Vítor Oliveira
O presidente Jair Bolsonaro definiu ontem (29/03) a troca de comando em seis ministérios. Mudanças pouco usuais em sua forma e que não parecem à altura do desafio de conciliar as contradições de seus apoiadores, da suposta base aliada no Congresso até os grupos de interesse mais radicais.
Nesse momento histórico, vivemos a era do “Centrão” – essa entidade amorfa que personifica o fisiologismo do sistema político brasileiro, mas que não está sob a responsabilidade de ninguém. Seu expoente é Arthur Lira (PP/AL), enquanto os nomes de seus líderes são tantos que nos perdemos.
Há alguns séculos, contudo, o manual de como utilizar o Poder Político para formar governos começou a ser escrito. Maquiavel, em sua alegoria sobre as escolhas estratégicas que um governante pode ter, nos dizia que a Fortuna, a deusa do destino, “...manifesta o seu poder onde não há forças organizadas (virtú) que lhe resistam”.

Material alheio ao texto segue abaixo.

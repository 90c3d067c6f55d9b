//! Endpoint-catalog client.
//!
//! Every call goes through the same pipeline: endpoint lookup, payload
//! validation, mock short-circuit, cache lookup (cached GETs only), then
//! dispatch with retry. Whatever happens, the caller gets an [`ApiResult`];
//! the optional completion callback receives the very same envelope.

use indexmap::IndexMap;
use regex::{Captures, Regex};
use serde_json::{json, Value};
use std::collections::HashSet;
use std::sync::{Arc, OnceLock};
use tracing::{debug, warn};

use super::response_cache::ResponseCache;
use super::token_store::TokenStore;
use crate::config::{ApiCatalog, EndpointConfig, HttpMethod, LoadError};
use crate::domain::{ApiResult, HttpRequest, HttpResponse, HttpTransport};
use crate::validation::{rules::value_as_text, PayloadValidator};

/// Per-call completion callback
pub type Completion = Box<dyn FnOnce(&ApiResult) + Send>;

#[derive(Clone)]
pub struct ApiService {
    service_name: String,
    endpoints: IndexMap<String, EndpointConfig>,
    /// Request schemas compiled at construction, keyed by endpoint name
    validators: Arc<IndexMap<String, PayloadValidator>>,
    transport: Arc<dyn HttpTransport>,
    base_url: Option<String>,
    cache: ResponseCache,
    token: TokenStore,
}

impl ApiService {
    pub fn new(catalog: ApiCatalog, transport: Arc<dyn HttpTransport>) -> Self {
        let service_name = catalog.service_name.clone();
        let endpoints = catalog.into_endpoint_map();
        let validators = endpoints
            .iter()
            .map(|(name, e)| (name.clone(), PayloadValidator::compile(&e.request_schema)))
            .collect();
        Self {
            service_name,
            endpoints,
            validators: Arc::new(validators),
            transport,
            base_url: None,
            cache: ResponseCache::new(),
            token: TokenStore::new(),
        }
    }

    pub fn from_yaml(text: &str, transport: Arc<dyn HttpTransport>) -> Result<Self, LoadError> {
        Ok(Self::new(ApiCatalog::from_yaml(text)?, transport))
    }

    /// Base for endpoint URLs that are not absolute.
    pub fn with_base_url(mut self, base_url: impl Into<String>) -> Self {
        self.base_url = Some(base_url.into());
        self
    }

    /// Share a cache between services, or inject one in tests.
    pub fn with_cache(mut self, cache: ResponseCache) -> Self {
        self.cache = cache;
        self
    }

    pub fn service_name(&self) -> &str {
        &self.service_name
    }

    pub fn endpoint(&self, name: &str) -> Option<&EndpointConfig> {
        self.endpoints.get(name)
    }

    pub fn endpoints(&self) -> impl Iterator<Item = &EndpointConfig> {
        self.endpoints.values()
    }

    pub fn cache(&self) -> &ResponseCache {
        &self.cache
    }

    /// Set or clear the bearer token used by `auth` endpoints.
    pub async fn set_token(&self, token: Option<String>) {
        self.token.set(token).await;
    }

    pub async fn token(&self) -> Option<String> {
        self.token.get().await
    }

    pub async fn get(&self, name: &str, payload: Value, on_complete: Option<Completion>) -> ApiResult {
        self.execute(name, Some(HttpMethod::Get), payload, on_complete).await
    }

    pub async fn post(&self, name: &str, payload: Value, on_complete: Option<Completion>) -> ApiResult {
        self.execute(name, Some(HttpMethod::Post), payload, on_complete).await
    }

    pub async fn put(&self, name: &str, payload: Value, on_complete: Option<Completion>) -> ApiResult {
        self.execute(name, Some(HttpMethod::Put), payload, on_complete).await
    }

    pub async fn patch(&self, name: &str, payload: Value, on_complete: Option<Completion>) -> ApiResult {
        self.execute(name, Some(HttpMethod::Patch), payload, on_complete).await
    }

    pub async fn delete(&self, name: &str, payload: Value, on_complete: Option<Completion>) -> ApiResult {
        self.execute(name, Some(HttpMethod::Delete), payload, on_complete).await
    }

    /// Call an endpoint with its declared method.
    pub async fn call(&self, name: &str, payload: Value, on_complete: Option<Completion>) -> ApiResult {
        self.execute(name, None, payload, on_complete).await
    }

    async fn execute(
        &self,
        name: &str,
        method: Option<HttpMethod>,
        payload: Value,
        on_complete: Option<Completion>,
    ) -> ApiResult {
        let payload = if payload.is_null() { json!({}) } else { payload };
        let result = self.run(name, method, &payload).await;
        if let Some(callback) = on_complete {
            callback(&result);
        }
        result
    }

    async fn run(&self, name: &str, method: Option<HttpMethod>, payload: &Value) -> ApiResult {
        let Some(endpoint) = self.endpoints.get(name) else {
            warn!(endpoint = %name, "Endpoint not found");
            return ApiResult::failure(format!("Endpoint '{}' not found", name), None);
        };
        let method = method.unwrap_or(endpoint.method);

        let validator = self.validators.get(name);
        if let Err(problems) = validator.map_or(Ok(()), |v| v.validate(payload)) {
            debug!(endpoint = %name, problems = problems.len(), "Payload rejected");
            return ApiResult::failure(format!("Validation failed: {}", problems.join(", ")), None);
        }

        if endpoint.mock {
            debug!(endpoint = %name, "Returning mock response");
            return ApiResult::ok(json!({ "mock": true, "endpoint": name, "payload": payload }), 200);
        }

        let cache_key = (method == HttpMethod::Get && endpoint.cache).then(|| ResponseCache::key(name, payload));
        if let Some(key) = &cache_key {
            if let Some(hit) = self.cache.get(key).await {
                debug!(endpoint = %name, "Cache hit");
                return hit;
            }
        }

        let request = self.build_request(endpoint, method, payload).await;
        let result = self.send_with_retry(endpoint, request).await;

        if let Some(key) = cache_key {
            if result.success {
                self.cache.set(key, result.clone()).await;
            }
        }
        result
    }

    async fn build_request(&self, endpoint: &EndpointConfig, method: HttpMethod, payload: &Value) -> HttpRequest {
        let (path, consumed) = fill_placeholders(&endpoint.url, payload);
        let mut url = self.resolve_url(path);

        let body = if method.has_body() {
            Some(payload.clone())
        } else {
            let query = query_string(payload, &consumed);
            if !query.is_empty() {
                url.push(if url.contains('?') { '&' } else { '?' });
                url.push_str(&query);
            }
            None
        };

        let mut headers = vec![("Accept".to_string(), "application/json".to_string())];
        if body.is_some() {
            headers.push(("Content-Type".to_string(), "application/json".to_string()));
        }
        if endpoint.auth {
            if let Some(token) = self.token.get().await {
                headers.push(("Authorization".to_string(), format!("Bearer {}", token)));
            }
        }

        HttpRequest {
            method,
            url,
            headers,
            body,
        }
    }

    fn resolve_url(&self, url: String) -> String {
        if url.starts_with("http://") || url.starts_with("https://") {
            return url;
        }
        match &self.base_url {
            Some(base) => format!("{}/{}", base.trim_end_matches('/'), url.trim_start_matches('/')),
            None => url,
        }
    }

    /// `retry` extra attempts, sequential, stopping at the first success.
    async fn send_with_retry(&self, endpoint: &EndpointConfig, request: HttpRequest) -> ApiResult {
        let attempts = endpoint.retry.saturating_add(1);
        let mut attempt = 1;
        loop {
            debug!(
                endpoint = %endpoint.name,
                method = %request.method,
                url = %request.url,
                attempt,
                "Dispatching request"
            );
            let result = self.send_once(request.clone()).await;
            if result.success {
                return result;
            }
            warn!(
                endpoint = %endpoint.name,
                attempt,
                attempts,
                error = result.error.as_deref().unwrap_or(""),
                "Request attempt failed"
            );
            if attempt >= attempts {
                return result;
            }
            attempt += 1;
        }
    }

    async fn send_once(&self, request: HttpRequest) -> ApiResult {
        match self.transport.send(request).await {
            Ok(response) if response.is_success() => {
                let status = response.status;
                ApiResult::ok(response.body.unwrap_or_else(|| json!({})), status)
            }
            Ok(response) => ApiResult::failure(failure_message(&response), Some(response.status)),
            Err(e) => ApiResult::failure(e.to_string(), None),
        }
    }
}

fn placeholder_regex() -> &'static Regex {
    static PLACEHOLDER: OnceLock<Regex> = OnceLock::new();
    PLACEHOLDER.get_or_init(|| Regex::new(r"\{([A-Za-z_][A-Za-z0-9_]*)\}").expect("static placeholder pattern"))
}

/// Substitute `{field}` placeholders; unknown fields stay as written.
fn fill_placeholders(template: &str, payload: &Value) -> (String, HashSet<String>) {
    let mut consumed = HashSet::new();
    let url = placeholder_regex()
        .replace_all(template, |caps: &Captures| {
            let field = &caps[1];
            match payload.get(field).filter(|v| !v.is_null()) {
                Some(value) => {
                    consumed.insert(field.to_string());
                    urlencoding::encode(&value_as_text(value)).into_owned()
                }
                None => caps[0].to_string(),
            }
        })
        .into_owned();
    (url, consumed)
}

fn query_string(payload: &Value, consumed: &HashSet<String>) -> String {
    let Some(fields) = payload.as_object() else {
        return String::new();
    };
    fields
        .iter()
        .filter(|(key, value)| !value.is_null() && !consumed.contains(*key))
        .map(|(key, value)| {
            format!(
                "{}={}",
                urlencoding::encode(key),
                urlencoding::encode(&value_as_text(value))
            )
        })
        .collect::<Vec<_>>()
        .join("&")
}

fn failure_message(response: &HttpResponse) -> String {
    let from_body = |key: &str| {
        response
            .body
            .as_ref()
            .and_then(|b| b.get(key))
            .and_then(Value::as_str)
            .map(String::from)
    };
    from_body("message")
        .or_else(|| from_body("error"))
        .unwrap_or_else(|| format!("Request failed with status {}", response.status))
}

Volta e meia retornamos ao clássico, pois quando avaliamos a presidência de Jair Bolsonaro, é inevitável imaginar que seu governo, sem os alicerces das instituições e seus incentivos para a cooperação, está a um passo do colapso.
A Virtú e os Mercenários
Já escrevi várias vezes, nesse mesmo espaço do Legis-Ativo, sobre uma forma de analisar as preferências de políticos e partidos, dividindo-as na busca por Recursos de Governo (Office Seeking), Políticas Públicas (Policy Seeking) e Votos (Vote Seeking).
Quando falamos do “Centrão”, remetemos à preferência pelo controle de recursos de governo que não apenas este, mas todos os grupos de interesse no entorno da Presidência da República possuem – militares, “ideológicos”, evangélicos, terraplanistas, faria limers...
Sob a lógica do Governo Representativo, não se implementa política pública sem cargo e recurso; também não se continua a fazer isso sem voto. A deputada Flavia Arruda (PL/DF), alçada à condição de coordenadora-mor da República, terá a dura missão de fazer a interlocução do Planalto com o Legislativo, como se sua simples nomeação fosse suficiente para aplacar todos estes interesses.
E o que Maquiavel tem a ver com isso? Sem construir diques e barricadas, ficará difícil lidar com a enchente. Não sabemos quando ela vem, apenas que pode vir. É dos remédios amargos e, talvez, fatais de que falamos, como mencionou o próprio Lira.
Bolsonaro escolhe não jogar pelas regras do presidencialismo de coalizão; não impede a morte dos brasileiros pela COVID-19, tampouco os impede de morrer de fome. Incapaz de construir uma base orgânica em número suficiente no Congresso, resolveu formar sua armada com forças mercenárias do tal de Centrão.
Não obstante sua dependência de tais forças, resolveu tratá-las como coadjuvantes na composição do Ministério. Ante a demanda pelo controle de políticas públicas, responde com a Secretaria de Governo e modificações cosméticas. Inevitável a geração de um passivo político colossal, com juros compostos, amortizado apenas pela expectativa de poder que seu nome gera entre deputados e senadores.
Essa não é a Virtú que se espera de um presidente. Quanto mais próximos estivermos de 2022, menos as migalhas dos ministérios bastarão para conter a fome por cargos, políticas públicas e votos. E mais Bolsonaro dependerá da Fortuna para sobreviver. Até as próximas eleições, há tempo de sobra para que sua roda gire.